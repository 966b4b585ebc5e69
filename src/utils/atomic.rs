//! Atomic note writes.
//!
//! Notes are written through a temporary file in the same directory and then
//! renamed over the target, so a failed refresh never leaves a half-written
//! note behind.

use std::io;
use std::path::Path;
use tempfile::NamedTempFile;

/// Write content to a file atomically using a temporary file.
///
/// # Errors
///
/// Returns an `io::Error` if the parent directory cannot be determined, the
/// temp file cannot be created or written, or the final rename fails.
pub async fn atomic_write(path: &Path, content: &str) -> io::Result<()> {
    let parent = path
        .parent()
        .ok_or_else(|| io::Error::new(io::ErrorKind::InvalidInput, "Path has no parent directory"))?
        .to_path_buf();
    let target_path = path.to_path_buf();
    let content_owned = content.to_string();

    tokio::task::spawn_blocking(move || -> io::Result<()> {
        use std::io::Write;

        let mut temp_file = NamedTempFile::new_in(&parent)?;
        temp_file.write_all(content_owned.as_bytes())?;
        temp_file.flush()?;
        temp_file.persist(&target_path)?;

        Ok(())
    })
    .await
    .map_err(io::Error::other)?
}
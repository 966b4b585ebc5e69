//! GitHub REST client.

use std::fmt::Write as _;
use std::sync::{Arc, Mutex, PoisonError};
use std::time::Duration;

use async_trait::async_trait;
use chrono::{DateTime, Utc};
use serde::de::DeserializeOwned;
use tracing::{debug, warn};

use super::convert::{
    to_commit_summary, to_issue_summary, to_pull_request_summary, to_snapshot,
};
use super::types::{
    GitHubCommit, GitHubErrorBody, GitHubIssue, GitHubPullRequest, GitHubRateLimitResponse,
    GitHubRepo,
};
use crate::reference::{is_valid_segment, RepoRef};
use crate::remote::http::{
    header_get, HttpHeaders, HttpMethod, HttpRequest, HttpResponse, HttpTransport,
    ReqwestTransport,
};
use crate::remote::{RemoteError, RepositoryClient};
use crate::snapshot::{
    CommitSummary, IssueSummary, ListState, PullRequestSummary, RateBudget, RepositorySnapshot,
};

/// Public GitHub API endpoint.
pub const GITHUB_API_URL: &str = "https://api.github.com";

/// Network-layer timeout; the only bound on how long a refresh can wait.
const REQUEST_TIMEOUT: Duration = Duration::from_secs(30);

const JSON_ACCEPT: &str = "application/vnd.github+json";
const DIFF_ACCEPT: &str = "application/vnd.github.diff";
const API_VERSION: &str = "2022-11-28";
const USER_AGENT: &str = concat!("hubnotes/", env!("CARGO_PKG_VERSION"));

/// Page size for listing endpoints.
const LIST_PAGE_SIZE: u32 = 30;
const OWNER_REPOS_PAGE_SIZE: u32 = 100;

/// GitHub API client bound to one token.
///
/// The token is fixed at construction; a token change builds a new client
/// (see [`crate::remote::CurrentClient`]).
pub struct GitHubClient {
    transport: Arc<dyn HttpTransport>,
    base_url: String,
    token: Option<String>,
    last_budget: Mutex<Option<RateBudget>>,
}

impl GitHubClient {
    /// Create a client using the reqwest transport.
    ///
    /// An empty `token` means unauthenticated access.
    pub fn new(base_url: &str, token: &str) -> Result<Self, RemoteError> {
        let transport = ReqwestTransport::with_timeout(REQUEST_TIMEOUT)
            .map_err(|e| RemoteError::other(e.to_string()))?;
        Ok(Self::new_with_transport(base_url, token, Arc::new(transport)))
    }

    /// Create a client and erase it behind the [`RepositoryClient`] trait.
    pub fn shared(base_url: &str, token: &str) -> Result<Arc<dyn RepositoryClient>, RemoteError> {
        Ok(Arc::new(Self::new(base_url, token)?))
    }

    pub fn new_with_transport(
        base_url: &str,
        token: &str,
        transport: Arc<dyn HttpTransport>,
    ) -> Self {
        let token = token.trim();
        Self {
            transport,
            base_url: base_url.trim_end_matches('/').to_string(),
            token: (!token.is_empty()).then(|| token.to_string()),
            last_budget: Mutex::new(None),
        }
    }

    #[must_use]
    pub fn base_url(&self) -> &str {
        &self.base_url
    }

    #[must_use]
    pub fn is_authenticated(&self) -> bool {
        self.token.is_some()
    }

    /// Extract the call budget from `x-ratelimit-*` headers.
    fn parse_rate_limit_headers(headers: &HttpHeaders) -> Option<RateBudget> {
        let limit = header_get(headers, "x-ratelimit-limit")?.parse::<u64>().ok()?;
        let remaining = header_get(headers, "x-ratelimit-remaining")?
            .parse::<u64>()
            .ok()?;
        let reset_epoch = header_get(headers, "x-ratelimit-reset")?
            .parse::<i64>()
            .ok()?;
        let reset_at = DateTime::from_timestamp(reset_epoch, 0).unwrap_or_else(Utc::now);
        Some(RateBudget {
            limit,
            remaining,
            reset_at,
        })
    }

    fn record_budget(&self, headers: &HttpHeaders) {
        if let Some(budget) = Self::parse_rate_limit_headers(headers) {
            debug!(
                remaining = budget.remaining,
                limit = budget.limit,
                "GitHub call budget"
            );
            *self
                .last_budget
                .lock()
                .unwrap_or_else(PoisonError::into_inner) = Some(budget);
        }
    }

    /// Map a non-2xx response onto the failure taxonomy.
    fn classify(response: &HttpResponse, resource: &str) -> RemoteError {
        let message = serde_json::from_slice::<GitHubErrorBody>(&response.body)
            .ok()
            .and_then(|b| b.message)
            .unwrap_or_else(|| String::from_utf8_lossy(&response.body).trim().to_string());
        let reset_at = Self::parse_rate_limit_headers(&response.headers).map(|b| b.reset_at);
        let budget_exhausted = response.header("x-ratelimit-remaining") == Some("0");

        match response.status {
            404 => RemoteError::not_found(resource),
            429 => RemoteError::RateLimited { reset_at },
            403 if budget_exhausted || message.to_lowercase().contains("rate limit") => {
                RemoteError::RateLimited { reset_at }
            }
            status => RemoteError::Other {
                status: Some(status),
                message: format!("GitHub returned {status} for {resource}: {message}"),
            },
        }
    }

    async fn send(&self, path: &str, accept: &str, resource: &str) -> Result<HttpResponse, RemoteError> {
        let url = format!("{}{path}", self.base_url);
        let mut headers = vec![
            ("Accept".to_string(), accept.to_string()),
            ("User-Agent".to_string(), USER_AGENT.to_string()),
            ("X-GitHub-Api-Version".to_string(), API_VERSION.to_string()),
        ];
        if let Some(token) = &self.token {
            headers.push(("Authorization".to_string(), format!("Bearer {token}")));
        }

        let response = self
            .transport
            .send(HttpRequest {
                method: HttpMethod::Get,
                url,
                headers,
            })
            .await
            .map_err(|e| RemoteError::other(e.to_string()))?;

        self.record_budget(&response.headers);

        if response.is_success() {
            Ok(response)
        } else {
            let error = Self::classify(&response, resource);
            warn!(status = response.status, %resource, "GitHub request failed: {error}");
            Err(error)
        }
    }

    async fn get_json<T: DeserializeOwned>(&self, path: &str, resource: &str) -> Result<T, RemoteError> {
        let response = self.send(path, JSON_ACCEPT, resource).await?;
        serde_json::from_slice(&response.body)
            .map_err(|e| RemoteError::other(format!("Malformed response for {resource}: {e}")))
    }

    async fn latest_commit(
        &self,
        repo: &RepoRef,
        branch: Option<&str>,
    ) -> Result<Option<GitHubCommit>, RemoteError> {
        let path = commits_path(repo, branch, 1);
        let resource = branch.map_or_else(
            || format!("commits of {repo}"),
            |b| format!("branch {b} of {repo}"),
        );
        match self.get_json::<Vec<GitHubCommit>>(&path, &resource).await {
            Ok(commits) => Ok(commits.into_iter().next()),
            // Empty repositories answer 409 on the commits endpoint.
            Err(RemoteError::Other {
                status: Some(409), ..
            }) => Ok(None),
            Err(e) => Err(e),
        }
    }
}

fn commits_path(repo: &RepoRef, branch: Option<&str>, per_page: u32) -> String {
    let mut path = format!("/repos/{}/{}/commits?per_page={per_page}", repo.owner, repo.name);
    if let Some(branch) = branch {
        path.push_str("&sha=");
        path.push_str(&encode_query_value(branch));
    }
    path
}

/// Percent-encode a query value, keeping unreserved characters and `/`.
fn encode_query_value(value: &str) -> String {
    let mut encoded = String::with_capacity(value.len());
    for byte in value.bytes() {
        if byte.is_ascii_alphanumeric() || matches!(byte, b'-' | b'_' | b'.' | b'~' | b'/') {
            encoded.push(char::from(byte));
        } else {
            // Writing to a String cannot fail.
            let _ignored = write!(encoded, "%{byte:02X}");
        }
    }
    encoded
}

#[async_trait]
impl RepositoryClient for GitHubClient {
    async fn fetch_snapshot(
        &self,
        repo: &RepoRef,
        branch: Option<&str>,
    ) -> Result<RepositorySnapshot, RemoteError> {
        let payload: GitHubRepo = self
            .get_json(
                &format!("/repos/{}/{}", repo.owner, repo.name),
                &format!("repository {repo}"),
            )
            .await?;
        let latest = self.latest_commit(repo, branch).await?;
        Ok(to_snapshot(payload, latest, repo))
    }

    async fn list_tracked_set(&self, owner: &str) -> Result<Vec<RepositorySnapshot>, RemoteError> {
        if !is_valid_segment(owner) {
            return Err(RemoteError::not_found(format!("owner {owner}")));
        }
        let repos: Vec<GitHubRepo> = self
            .get_json(
                &format!("/users/{owner}/repos?per_page={OWNER_REPOS_PAGE_SIZE}&sort=updated"),
                &format!("owner {owner}"),
            )
            .await?;
        Ok(repos
            .into_iter()
            .filter_map(|payload| {
                let name = payload.name.clone()?;
                Some(to_snapshot(payload, None, &RepoRef::new(owner, name)))
            })
            .collect())
    }

    async fn fetch_issues(
        &self,
        repo: &RepoRef,
        state: ListState,
    ) -> Result<Vec<IssueSummary>, RemoteError> {
        let issues: Vec<GitHubIssue> = self
            .get_json(
                &format!(
                    "/repos/{}/{}/issues?state={state}&per_page={LIST_PAGE_SIZE}",
                    repo.owner, repo.name
                ),
                &format!("issues of {repo}"),
            )
            .await?;
        Ok(issues
            .into_iter()
            .filter(|issue| issue.pull_request.is_none())
            .map(to_issue_summary)
            .collect())
    }

    async fn fetch_pull_requests(
        &self,
        repo: &RepoRef,
        state: ListState,
    ) -> Result<Vec<PullRequestSummary>, RemoteError> {
        let pulls: Vec<GitHubPullRequest> = self
            .get_json(
                &format!(
                    "/repos/{}/{}/pulls?state={state}&per_page={LIST_PAGE_SIZE}",
                    repo.owner, repo.name
                ),
                &format!("pull requests of {repo}"),
            )
            .await?;
        Ok(pulls.into_iter().map(to_pull_request_summary).collect())
    }

    async fn fetch_pull_request_diff(
        &self,
        repo: &RepoRef,
        number: u64,
    ) -> Result<String, RemoteError> {
        let response = self
            .send(
                &format!("/repos/{}/{}/pulls/{number}", repo.owner, repo.name),
                DIFF_ACCEPT,
                &format!("pull request #{number} of {repo}"),
            )
            .await?;
        Ok(String::from_utf8_lossy(&response.body).into_owned())
    }

    async fn fetch_commits(
        &self,
        repo: &RepoRef,
        branch: Option<&str>,
    ) -> Result<Vec<CommitSummary>, RemoteError> {
        let resource = branch.map_or_else(
            || format!("commits of {repo}"),
            |b| format!("branch {b} of {repo}"),
        );
        let commits: Vec<GitHubCommit> = self
            .get_json(&commits_path(repo, branch, LIST_PAGE_SIZE), &resource)
            .await?;
        Ok(commits.into_iter().map(to_commit_summary).collect())
    }

    async fn rate_budget(&self) -> Result<RateBudget, RemoteError> {
        let response: GitHubRateLimitResponse =
            self.get_json("/rate_limit", "rate limit status").await?;
        let core = response
            .resources
            .and_then(|r| r.core)
            .or(response.rate)
            .ok_or_else(|| RemoteError::other("Rate limit response had no core budget"))?;
        Ok(RateBudget {
            limit: core.limit.unwrap_or(0),
            remaining: core.remaining.unwrap_or(0),
            reset_at: core
                .reset
                .and_then(|epoch| DateTime::from_timestamp(epoch, 0))
                .unwrap_or_else(Utc::now),
        })
    }

    fn last_rate_budget(&self) -> Option<RateBudget> {
        self.last_budget
            .lock()
            .unwrap_or_else(PoisonError::into_inner)
            .clone()
    }
}

#[cfg(test)]
#[path = "client_tests.rs"]
mod tests;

### What you should do
Where a line of the data holds the word "core", copy that line.

### Solution
        let core = response
            .and_then(|r| r.core)
            .ok_or_else(|| RemoteError::other("Rate limit response had no core budget"))?;
            limit: core.limit.unwrap_or(0),
            remaining: core.remaining.unwrap_or(0),
            reset_at: core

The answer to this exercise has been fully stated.